A good workout releases chemicals that make you feel much better mentally and physically.

Also get a new hairdo/hair color. Be bold.. Go on a diet if you need to or you may have already worried your self thin. In any case there are many things you can do to improve your self.

Shop for a new wardrobe etc. Do things you have wanted to do. Go places,new hobbies, dance classes. Some of the bigger churches have singles functions. There are really a bazillion possibilities that are better than worrying and moping around. Leave your heartless spouse in your reaview mirror. As a matter of fact you might need something sporty todrive now.

Your future happiness is 100% up to you. Take advantage of the future and don't look back at the abyss.

Good luck 

Chap


----------



## Heartshattered (Aug 22, 2011)

chapparal said:


> The best thing to do is to work on yourself physically.

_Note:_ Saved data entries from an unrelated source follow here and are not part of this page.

//! Name normalization between Python constants and Swift enum cases
//!
//! Python enum members are written in SCREAMING_SNAKE_CASE while Swift cases
//! use lowerCamelCase. Both sides are reduced to the same word list so a case
//! can be matched regardless of which convention it was written in.

/// Split an identifier into its words.
///
/// Names containing `_` are split on underscores; anything else is split on
/// case transitions (`respCode` -> `resp`, `Code`), keeping acronyms together
/// (`HTTPServer` -> `HTTP`, `Server`) and digits attached to the word before.
pub fn split_words(name: &str) -> Vec<String> {
    if name.contains('_') {
        return name
            .split('_')
            .filter(|w| !w.is_empty())
            .map(String::from)
            .collect();
    }

    let chars: Vec<char> = name.chars().collect();
    let mut words = Vec::new();
    let mut current = String::new();

    for (i, &c) in chars.iter().enumerate() {
        if i > 0 && c.is_uppercase() && !current.is_empty() {
            let prev = chars[i - 1];
            let next_is_lower = chars.get(i + 1).is_some_and(|n| n.is_lowercase());
            let boundary = prev.is_lowercase()
                || prev.is_ascii_digit()
                || (prev.is_uppercase() && next_is_lower);
            if boundary {
                words.push(std::mem::take(&mut current));
            }
        }
        current.push(c);
    }

    if !current.is_empty() {
        words.push(current);
    }
    words
}

/// Convert a constant name to lowerCamelCase.
///
/// `RESP_CODE_OK` becomes `respCodeOk`. Already camel-cased input maps to
/// itself, so normalizing twice is the same as normalizing once.
pub fn normalize_constant_name(name: &str) -> String {
    let words = split_words(name);
    if words.is_empty() {
        return name.to_string();
    }

    let mut out = String::with_capacity(name.len());
    for (i, word) in words.iter().enumerate() {
        if i == 0 {
            out.push_str(&word.to_lowercase());
        } else {
            out.push_str(&capitalize(word));
        }
    }
    out
}

/// Comparison key shared by both languages: lower-cased words, concatenated.
pub fn match_key(name: &str) -> String {
    split_words(name)
        .iter()
        .map(|w| w.to_lowercase())
        .collect::<String>()
}

fn capitalize(word: &str) -> String {
    let mut chars = word.chars();
    match chars.next() {
        Some(first) => first.to_uppercase().chain(chars.flat_map(char::to_lowercase)).collect(),
        None => String::new(),
    }
}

The reason is that it will make things better mentally. I lift weights. Just because you are a woman doesn't mean you can't do it. Join a gym. One reason I like to lift is because it seems easier on my joints. I also like my recumbent bike because it has a chair like seat rather than a bicycle type seat. I bike in good weather.
> 
> A good workout releases chemicals that make you feel much better mentally and physically.
> 
> ...


Thank you Chap, that is great advise! I want to be happy with me and move on. It is long overdue. The letting go is the hardest.


----------